Comments were not only made by team officials but by players of the Jazz and their family members.
Utah Jazz Players
Utah Jazz center Rudy Gobert posted about his frustration after seeing video of the incident between Floyd and the policeman.
“If you let your coworker do that to another human being without trying to stop him or talk to him out of it, you are as guilty as he is,” Gobert tweeted. “Frustrating for the majority of good cops that take a lot of risk doing their job the right way every day.”
Jazz guard Donovan Mitchell shared a photo that highlighted a quote by actor Will Smith that read “Racism is not getting worse, it’s getting filmed.”
“I woke up and saw this! So true,” Mitchell wrote.
Mitchell also commented after a man in opposition to protestors in Salt Lake City was seen with a bow and arrow.
Rookie guard Rayjon Tucker said, “White people as a race ARE NOT the problem. RACISM is the problem. Don’t put a stigma on the whole race because of a few ignorant people! But this HAS TO be dealt with in one way or another.”
“This gotta stop,” said Jazz and Salt Lake City Stars forward Jarrell Brantley.
Jazz and Stars guard Justin Wright-Foreman replied to a tweet from President Donald Trump.
“So we gonna keep allowing the killings of African Americans and nothing be done?” tweeted Wright-Foreman.
Family & Franchise Executives
Mary Conley, the wife of Jazz guard Mike Conley, posted about the current social and political climate regarding racism. Mike and Mary have been married since 2014 and have two children. The Jazz guard’s wife shared her thoughts on teaching her children about racism.

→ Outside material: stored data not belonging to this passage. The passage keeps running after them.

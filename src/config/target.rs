//! Process-wide upstream target
//!
//! The base URL is read on every forward and replaced rarely through the
//! config endpoint. Readers take an `Arc` snapshot; an update swaps the whole
//! string atomically, so a reader sees either the old or the new URL and a
//! forward already in flight keeps the one it started with.

use arc_swap::ArcSwap;
use std::sync::Arc;
use tracing::info;

#[derive(Debug)]
pub struct ProxyTarget {
    base_url: ArcSwap<String>,
}

impl ProxyTarget {
    pub fn new(base_url: &str) -> Self {
        Self {
            base_url: ArcSwap::from_pointee(normalize_base_url(base_url)),
        }
    }

    /// Snapshot of the current base URL
    pub fn current(&self) -> Arc<String> {
        self.base_url.load_full()
    }

    /// Replace the base URL; affects forwards issued after the swap
    pub fn update(&self, base_url: &str) -> Arc<String> {
        let normalized = Arc::new(normalize_base_url(base_url));
        let previous = self.base_url.swap(Arc::clone(&normalized));
        info!("Upstream target changed: {} -> {}", previous, normalized);
        normalized
    }
}

/// Strip trailing slashes once, at configuration time
pub fn normalize_base_url(base_url: &str) -> String {
    base_url.trim().trim_end_matches('/').to_string()
}

#[cfg(test)]
mod tests {
    use super::*;

    #[test]
    fn test_normalizes_trailing_slashes() {
        assert_eq!(normalize_base_url("http://ui:8081/"), "http://ui:8081");
        assert_eq!(normalize_base_url(" http://ui:8081// "), "http://ui:8081");
        assert_eq!(normalize_base_url("http://ui:8081/base"), "http://ui:8081/base");
    }

    #[test]
    fn test_snapshot_survives_update() {
        let target = ProxyTarget::new("http://old:1/");
        let snapshot = target.current();

        let updated = target.update("http://new:2/");

        assert_eq!(snapshot.as_str(), "http://old:1");
        assert_eq!(updated.as_str(), "http://new:2");
        assert_eq!(target.current().as_str(), "http://new:2");
    }
}
//! Data model module
//!
//! Error classification payloads and persistent-channel events

pub mod error_info;
pub mod events;

pub use error_info::{Classification, ErrorKind, ErrorPayload, Solution, SolutionAction};
pub use events::{ApiErrorEvent, GenericErrorEvent, RunId, SystemMessageEvent};
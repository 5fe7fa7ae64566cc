//! Upstream credential lookup
//!
//! The secret itself is owned by an external collaborator; the proxy only asks
//! for it before each forward.

use std::fmt::Debug;

/// Resolves the single secret injected into forwarded requests
pub trait CredentialSource: Send + Sync + Debug {
    /// Current secret, `None` when not configured
    fn resolve(&self) -> Option<String>;
}

/// Reads an environment variable on every call, falling back to a value
/// configured at startup
#[derive(Debug, Clone)]
pub struct EnvCredentialSource {
    var: String,
    fallback: Option<String>,
}

impl EnvCredentialSource {
    pub fn new(var: impl Into<String>, fallback: Option<String>) -> Self {
        Self {
            var: var.into(),
            fallback: fallback.filter(|k| !k.is_empty()),
        }
    }
}

impl CredentialSource for EnvCredentialSource {
    fn resolve(&self) -> Option<String> {
        std::env::var(&self.var)
            .ok()
            .filter(|k| !k.is_empty())
            .or_else(|| self.fallback.clone())
    }
}

/// Fixed secret, for embedding and tests
#[derive(Debug, Clone, Default)]
pub struct StaticCredentialSource(Option<String>);

impl StaticCredentialSource {
    pub fn new(secret: impl Into<String>) -> Self {
        Self(Some(secret.into()).filter(|k| !k.is_empty()))
    }

    pub fn none() -> Self {
        Self(None)
    }
}

impl CredentialSource for StaticCredentialSource {
    fn resolve(&self) -> Option<String> {
        self.0.clone()
    }
}
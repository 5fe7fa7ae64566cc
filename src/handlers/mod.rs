//! HTTP handlers module
//!
//! Contains all HTTP endpoint handling logic

pub mod admin;
pub mod health;
pub mod proxy;

use crate::config::{CredentialSource, EnvCredentialSource, ProxyTarget, RoutingConfig, Settings};
use crate::middleware::logging::request_logging_middleware;
use crate::services::{RequestForwarder, StreamForwarder};
use anyhow::Result;
use axum::{
    http::HeaderValue,
    middleware,
    routing::{any, get},
    Router,
};
use std::sync::Arc;
use tower::ServiceBuilder;
use tower_http::{
    cors::{Any, CorsLayer},
    limit::RequestBodyLimitLayer,
    trace::TraceLayer,
};
use tracing::warn;

/// Application state
#[derive(Debug, Clone)]
pub struct AppState {
    pub settings: Settings,
    pub routing: RoutingConfig,
    pub target: Arc<ProxyTarget>,
    pub credentials: Arc<dyn CredentialSource>,
    pub forwarder: RequestForwarder,
    pub stream_forwarder: StreamForwarder,
}

impl AppState {
    pub fn new(
        settings: Settings,
        routing: RoutingConfig,
        credentials: Arc<dyn CredentialSource>,
    ) -> Result<Self> {
        health::mark_started();
        let target = Arc::new(ProxyTarget::new(&settings.upstream.base_url));
        let forwarder = RequestForwarder::new(&settings, target.clone())?;
        let stream_forwarder = StreamForwarder::new(&settings, target.clone())?;

        Ok(Self {
            settings,
            routing,
            target,
            credentials,
            forwarder,
            stream_forwarder,
        })
    }
}

/// Create application router
///
/// The credential is read from the configured environment variable on every
/// forward, falling back to the key loaded at startup.
pub fn create_router(settings: Settings, routing: RoutingConfig) -> Result<Router> {
    let credentials = Arc::new(EnvCredentialSource::new(
        settings.credential.env_var.clone(),
        settings.credential.api_key.clone(),
    ));
    let state = AppState::new(settings, routing, credentials)?;
    Ok(build_router(Arc::new(state)))
}

/// Build the router over an existing state
pub fn build_router(state: Arc<AppState>) -> Router {
    let middleware_stack = ServiceBuilder::new()
        .layer(TraceLayer::new_for_http())
        .layer(middleware::from_fn(request_logging_middleware))
        // Innermost, so the logging middleware still sees a plain `Body`
        .layer(RequestBodyLimitLayer::new(
            state.settings.request.max_request_size,
        ));

    let router = Router::new()
        .route("/health", get(health::health_check))
        .route("/health/live", get(health::liveness_check))
        .route("/proxy/health", get(health::proxy_health))
        .route(
            "/proxy/config",
            get(admin::get_config).post(admin::update_config),
        )
        .route("/ui", any(proxy::proxy_ui_root))
        .route("/ui/", any(proxy::proxy_ui_root))
        .route("/ui/*path", any(proxy::proxy_ui))
        .fallback(proxy::catch_all)
        .with_state(state.clone())
        .layer(middleware_stack);

    if state.settings.security.cors_enabled {
        router.layer(cors_layer(&state.settings.security.allowed_origins))
    } else {
        router
    }
}

fn cors_layer(allowed_origins: &[String]) -> CorsLayer {
    let layer = CorsLayer::new().allow_methods(Any).allow_headers(Any);

    if allowed_origins.is_empty() || allowed_origins.iter().any(|o| o == "*") {
        return layer.allow_origin(Any);
    }

    let origins: Vec<HeaderValue> = allowed_origins
        .iter()
        .filter_map(|origin| match HeaderValue::from_str(origin) {
            Ok(value) => Some(value),
            Err(_) => {
                warn!("Ignoring invalid CORS origin: {}", origin);
                None
            }
        })
        .collect();

    layer.allow_origin(origins)
}
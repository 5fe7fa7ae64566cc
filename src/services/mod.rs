//! Service layer module
//!
//! Contains the error classifier and presenter, the buffered and streaming
//! forwarders, and persistent-channel error delivery

pub mod classifier;
pub mod delivery;
pub mod forwarder;
pub mod outbound;
pub mod presenter;
pub mod stream;

pub use classifier::classify;
pub use delivery::{ErrorDeliveryMiddleware, MessageSink, StreamErrorHandler};
pub use forwarder::{RequestForwarder, UpstreamHealth};
pub use presenter::present;
pub use stream::StreamForwarder;
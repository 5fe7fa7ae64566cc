//! Utilities module
//!
//! Contains error handling and other utility tools

pub mod error;
pub mod logging;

“I don’t typically speak on social or political issues, but I know staying silent is not going to help or make a difference. I am ashamed that this behavior continues in our country. Being married to a black man and raising sons has me in more fear than I ever imagined. Racism happens in more ways than we realize, it’s not all on the news but it’s happening every day. I’m struggling with how to explain racism to our children and to teach them how to comply with law officials and what the consequences may be if they don’t. I know now what I can do is speak up. We cannot pretend we are all the same and that we don’t see color, even if that’s how we feel and what we want to see. We need to be proud of the different shades of Americans and treat everyone equally regardless of their color and maintain our humanity.” – Mary Conley
Steve Starks, the CEO of the Larry H. Miller Group of Companies, who helps oversee organizations like the Jazz shared his feelings on Floyd’s death and its impact in his company and community.

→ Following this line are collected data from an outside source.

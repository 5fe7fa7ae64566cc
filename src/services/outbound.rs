//! Outbound request construction
//!
//! URL resolution, header copying and credential injection shared by the
//! buffered and streaming forwarders.

use axum::body::{Body, Bytes};
use axum::http::{header, HeaderMap, HeaderValue, Method, Response, StatusCode};
use std::sync::Arc;
use tracing::debug;

use crate::utils::error::{AppError, AppResult};

/// Body field receiving the injected credential
pub const API_KEY_FIELD: &str = "api_key";

/// Read the inbound body up to `limit` bytes
///
/// Oversized bodies map to 413, any other read failure to 400.
pub async fn read_body(body: Body, limit: usize) -> AppResult<Bytes> {
    axum::body::to_bytes(body, limit).await.map_err(|e| {
        if exceeds_length_limit(&e) {
            AppError::PayloadTooLarge
        } else {
            AppError::Validation(format!("Failed to read request body: {}", e))
        }
    })
}

fn exceeds_length_limit(err: &axum::Error) -> bool {
    let mut source: Option<&(dyn std::error::Error + 'static)> = Some(err);
    while let Some(e) = source {
        if e.to_string().contains("length limit exceeded") {
            return true;
        }
        source = e.source();
    }
    false
}

/// Upstream base URL plus the requested path
#[derive(Debug, Clone)]
pub struct ForwardTarget {
    base_url: Arc<String>,
    path: String,
}

impl ForwardTarget {
    /// `base_url` must already be normalized (see `ProxyTarget`)
    pub fn new(base_url: Arc<String>, path: &str) -> Self {
        Self {
            base_url,
            path: path.trim_start_matches('/').to_string(),
        }
    }

    /// Fully-qualified URL with exactly one separating slash
    pub fn url(&self) -> String {
        format!("{}/{}", self.base_url, self.path)
    }

    /// URL carrying the original query string, if any
    pub fn url_with_query(&self, query: Option<&str>) -> String {
        match query {
            Some(q) if !q.is_empty() => format!("{}?{}", self.url(), q),
            _ => self.url(),
        }
    }
}

/// Request issued to the upstream, built fresh for every forward
#[derive(Debug, Clone)]
pub struct OutboundRequest {
    pub method: Method,
    pub url: String,
    pub headers: HeaderMap,
    pub body: Bytes,
}

impl OutboundRequest {
    /// Build from the inbound parts; `host` is dropped from the headers
    pub fn new(
        method: Method,
        target: &ForwardTarget,
        query: Option<&str>,
        inbound_headers: &HeaderMap,
        body: Bytes,
    ) -> Self {
        Self {
            method,
            url: target.url_with_query(query),
            headers: outbound_headers(inbound_headers),
            body,
        }
    }

    /// Set `Authorization: Bearer <secret>`, replacing any existing value
    pub fn inject_authorization(&mut self, secret: &str) -> AppResult<()> {
        let value = HeaderValue::from_str(&format!("Bearer {}", secret))
            .map_err(|_| AppError::Internal("configured credential is not a valid header value".to_string()))?;
        self.headers.insert(header::AUTHORIZATION, value);
        Ok(())
    }

    /// Header and JSON body injection, for bodies that may be rewritten
    pub fn inject_credential(&mut self, secret: &str) -> AppResult<()> {
        self.inject_authorization(secret)?;
        self.inject_into_json_body(secret);
        Ok(())
    }

    /// Add `api_key` to a JSON object body and recompute `content-length`
    ///
    /// Bodies that are not declared JSON or are not a JSON object are left
    /// untouched.
    pub fn inject_into_json_body(&mut self, secret: &str) {
        if self.body.is_empty() || !declares_json(&self.headers) {
            return;
        }

        let mut object = match serde_json::from_slice::<serde_json::Value>(&self.body) {
            Ok(serde_json::Value::Object(object)) => object,
            Ok(_) => {
                debug!("JSON body is not an object, skipping body credential injection");
                return;
            }
            Err(e) => {
                debug!("Body declared as JSON does not parse ({}), skipping body credential injection", e);
                return;
            }
        };

        object.insert(
            API_KEY_FIELD.to_string(),
            serde_json::Value::String(secret.to_string()),
        );

        match serde_json::to_vec(&object) {
            Ok(rewritten) => {
                self.headers
                    .insert(header::CONTENT_LENGTH, HeaderValue::from(rewritten.len()));
                self.body = Bytes::from(rewritten);
            }
            Err(e) => debug!("Failed to re-serialize JSON body: {}", e),
        }
    }
}

/// Copy inbound headers, dropping `host` and `accept-encoding`
///
/// The client's `accept-encoding` is replaced by the one the HTTP client
/// advertises itself, so the upstream only picks a codec that is decoded
/// before the body is relayed. Keys are case-insensitive and a repeated key
/// keeps its last value.
pub fn outbound_headers(inbound: &HeaderMap) -> HeaderMap {
    let mut headers = HeaderMap::with_capacity(inbound.len());
    for (name, value) in inbound.iter() {
        if *name == header::HOST || *name == header::ACCEPT_ENCODING {
            continue;
        }
        headers.insert(name.clone(), value.clone());
    }
    headers
}

/// Upstream response headers minus the ones the proxy re-frames itself
pub fn reframed_response_headers(upstream: &HeaderMap) -> HeaderMap {
    let mut headers = upstream.clone();
    headers.remove(header::CONTENT_ENCODING);
    headers.remove(header::TRANSFER_ENCODING);
    headers
}

/// Rebuild a client response from upstream status, headers and a body
pub fn relay_response(status: StatusCode, upstream_headers: &HeaderMap, body: Body) -> Response<Body> {
    let mut response = Response::new(body);
    *response.status_mut() = status;
    *response.headers_mut() = reframed_response_headers(upstream_headers);
    response
}

/// Whether `content-type` declares a JSON body
fn declares_json(headers: &HeaderMap) -> bool {
    headers
        .get(header::CONTENT_TYPE)
        .and_then(|v| v.to_str().ok())
        .map(|ct| {
            let essence = ct.split(';').next().unwrap_or("").trim().to_ascii_lowercase();
            essence == "application/json" || essence.ends_with("+json")
        })
        .unwrap_or(false)
}

#[cfg(test)]
mod tests {
    use super::*;
    use axum::http::HeaderName;

    fn target(path: &str) -> ForwardTarget {
        ForwardTarget::new(Arc::new("http://ui:8081".to_string()), path)
    }

    fn json_request(body: &str) -> OutboundRequest {
        let mut inbound = HeaderMap::new();
        inbound.insert(header::CONTENT_TYPE, HeaderValue::from_static("application/json"));
        inbound.insert(header::CONTENT_LENGTH, HeaderValue::from(body.len()));
        OutboundRequest::new(
            Method::POST,
            &target("chat"),
            None,
            &inbound,
            Bytes::from(body.to_string()),
        )
    }

    #[test]
    fn test_url_has_single_separator() {
        assert_eq!(target("/api/sessions").url(), "http://ui:8081/api/sessions");
        assert_eq!(target("//x").url(), "http://ui:8081/x");
        assert_eq!(target("").url(), "http://ui:8081/");
        assert_eq!(
            target("chat").url_with_query(Some("stream=true&a=1")),
            "http://ui:8081/chat?stream=true&a=1"
        );
        assert_eq!(target("chat").url_with_query(Some("")), "http://ui:8081/chat");
    }

    #[test]
    fn test_host_header_dropped_in_any_casing() {
        let mut inbound = HeaderMap::new();
        inbound.insert(
            HeaderName::from_bytes(b"Host").unwrap(),
            HeaderValue::from_static("proxy.local"),
        );
        inbound.insert(
            HeaderName::from_bytes(b"X-Trace").unwrap(),
            HeaderValue::from_static("1"),
        );

        let headers = outbound_headers(&inbound);
        assert!(headers.get("host").is_none());
        assert!(headers.get("HOST").is_none());
        assert_eq!(headers.get("x-trace").unwrap(), "1");
    }

    #[test]
    fn test_client_accept_encoding_not_forwarded() {
        let mut inbound = HeaderMap::new();
        inbound.insert(
            header::ACCEPT_ENCODING,
            HeaderValue::from_static("gzip, deflate, br, zstd"),
        );
        inbound.insert(header::ACCEPT, HeaderValue::from_static("text/html"));

        let headers = outbound_headers(&inbound);
        assert!(headers.get(header::ACCEPT_ENCODING).is_none());
        assert_eq!(headers.get(header::ACCEPT).unwrap(), "text/html");
    }

    #[test]
    fn test_duplicate_header_keeps_last_value() {
        let mut inbound = HeaderMap::new();
        inbound.append("x-tag", HeaderValue::from_static("first"));
        inbound.append("x-tag", HeaderValue::from_static("second"));

        let headers = outbound_headers(&inbound);
        let values: Vec<_> = headers.get_all("x-tag").iter().collect();
        assert_eq!(values, vec!["second"]);
    }

    #[test]
    fn test_json_object_body_gets_api_key() {
        let mut request = json_request(r#"{"x":1}"#);
        request.inject_credential("abc").unwrap();

        let body: serde_json::Value = serde_json::from_slice(&request.body).unwrap();
        assert_eq!(body, serde_json::json!({"x": 1, "api_key": "abc"}));
        assert_eq!(
            request.headers.get(header::CONTENT_LENGTH).unwrap(),
            &HeaderValue::from(request.body.len())
        );
        assert_eq!(request.headers.get(header::AUTHORIZATION).unwrap(), "Bearer abc");
    }

    #[test]
    fn test_existing_authorization_and_api_key_overwritten() {
        let mut request = json_request(r#"{"api_key":"old"}"#);
        request
            .headers
            .insert(header::AUTHORIZATION, HeaderValue::from_static("Bearer old"));

        request.inject_credential("new").unwrap();

        let body: serde_json::Value = serde_json::from_slice(&request.body).unwrap();
        assert_eq!(body["api_key"], "new");
        assert_eq!(request.headers.get(header::AUTHORIZATION).unwrap(), "Bearer new");
    }

    #[test]
    fn test_non_object_bodies_untouched() {
        for body in [r#"[1,2,3]"#, "not json at all", r#""string""#] {
            let mut request = json_request(body);
            request.inject_credential("abc").unwrap();

            assert_eq!(request.body, Bytes::from(body.to_string()));
            assert_eq!(request.headers.get(header::AUTHORIZATION).unwrap(), "Bearer abc");
        }
    }

    #[test]
    fn test_non_json_content_type_untouched() {
        let mut inbound = HeaderMap::new();
        inbound.insert(header::CONTENT_TYPE, HeaderValue::from_static("text/plain"));
        let mut request = OutboundRequest::new(
            Method::POST,
            &target("chat"),
            None,
            &inbound,
            Bytes::from_static(br#"{"x":1}"#),
        );

        request.inject_credential("abc").unwrap();
        assert_eq!(request.body, Bytes::from_static(br#"{"x":1}"#));
    }

    #[test]
    fn test_json_content_type_with_charset() {
        let mut inbound = HeaderMap::new();
        inbound.insert(
            header::CONTENT_TYPE,
            HeaderValue::from_static("Application/JSON; charset=utf-8"),
        );
        assert!(declares_json(&inbound));
    }

    #[test]
    fn test_reframing_headers_stripped() {
        let mut upstream = HeaderMap::new();
        upstream.insert(header::CONTENT_ENCODING, HeaderValue::from_static("gzip"));
        upstream.insert(header::TRANSFER_ENCODING, HeaderValue::from_static("chunked"));
        upstream.insert(header::CONTENT_TYPE, HeaderValue::from_static("text/html"));

        let headers = reframed_response_headers(&upstream);
        assert!(headers.get(header::CONTENT_ENCODING).is_none());
        assert!(headers.get(header::TRANSFER_ENCODING).is_none());
        assert_eq!(headers.get(header::CONTENT_TYPE).unwrap(), "text/html");
    }
}
//! Error handling tests

use axum::http::StatusCode;
use axum::response::IntoResponse;
use serde_json::Value;
use uiproxy::models::ErrorKind;
use uiproxy::AppError;

async fn response_json(error: AppError) -> (StatusCode, Value) {
    let response = error.into_response();
    let status = response.status();
    let body = axum::body::to_bytes(response.into_body(), usize::MAX)
        .await
        .unwrap();
    (status, serde_json::from_slice(&body).unwrap())
}

#[test]
fn test_error_types() {
    assert_eq!(
        AppError::MissingCredential("OPENAI_API_KEY".into()).error_type(),
        "credential_error"
    );
    assert_eq!(AppError::Validation("x".into()).error_type(), "invalid_request_error");
    assert_eq!(AppError::NotFound("x".into()).error_type(), "not_found_error");
    assert_eq!(AppError::PayloadTooLarge.error_type(), "invalid_request_error");
    assert_eq!(AppError::gateway("timeout").error_type(), "gateway_error");
    assert_eq!(AppError::Internal("x".into()).error_type(), "api_error");
}

#[test]
fn test_should_log_details() {
    assert!(!AppError::NotFound("x".into()).should_log_details());
    assert!(!AppError::MissingCredential("K".into()).should_log_details());
    assert!(AppError::Internal("x".into()).should_log_details());
    assert!(AppError::gateway("x").should_log_details());
}

#[tokio::test]
async fn test_missing_credential_response() {
    let (status, body) =
        response_json(AppError::MissingCredential("OPENAI_API_KEY".into())).await;

    assert_eq!(status, StatusCode::BAD_REQUEST);
    assert_eq!(body["type"], "credential_error");
    assert_eq!(
        body["message"],
        "Upstream credential not configured. Please set the OPENAI_API_KEY environment variable."
    );
}

#[tokio::test]
async fn test_internal_error_response() {
    let (status, body) = response_json(AppError::Internal("broken pipe".into())).await;

    assert_eq!(status, StatusCode::INTERNAL_SERVER_ERROR);
    assert_eq!(body["message"], "Proxy error: broken pipe");
    assert!(body.get("request_id").is_none());
}

#[tokio::test]
async fn test_gateway_error_response_envelope() {
    let (status, body) = response_json(AppError::gateway(
        "Failed to reach upstream: Request timeout: operation timed out",
    ))
    .await;

    assert_eq!(status, StatusCode::BAD_GATEWAY);
    assert_eq!(body["status"], false);
    assert_eq!(body["message"], ErrorKind::Timeout.title());
    assert_eq!(body["error_info"]["error_type"], "timeout");
    assert_eq!(body["error_info"]["status_code"], 502);
    assert_eq!(body["error_info"]["solutions"][0]["primary"], true);
    assert_eq!(
        body["error_info"]["original_error"],
        "Failed to reach upstream: Request timeout: operation timed out"
    );
}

“Like you, I have felt deep sorrow about the death of George Floyd and the accompanying hurt it has caused in our communities and country. Unfortunately, this isn’t an isolated incident and people are tired and angry,” Starks posted. “May we be united and rise above injustice, division, and hate of any kind. And may we expect our leaders to appeal to the best within us, promote peace, and ensure the fair and equitable distribution of law and justice.”
Salt Lake City Protests
On Saturday, May 30, protesters gathered near Vivint Smart Home Arena, the home of the Jazz, in downtown Salt Lake City. The congregating protesters, like many others across the United States, were in response to Floyd’s death and racism.
During the late afternoon, protests in Salt Lake City turned violent and multiple vehicles were lit on fire including a police vehicle.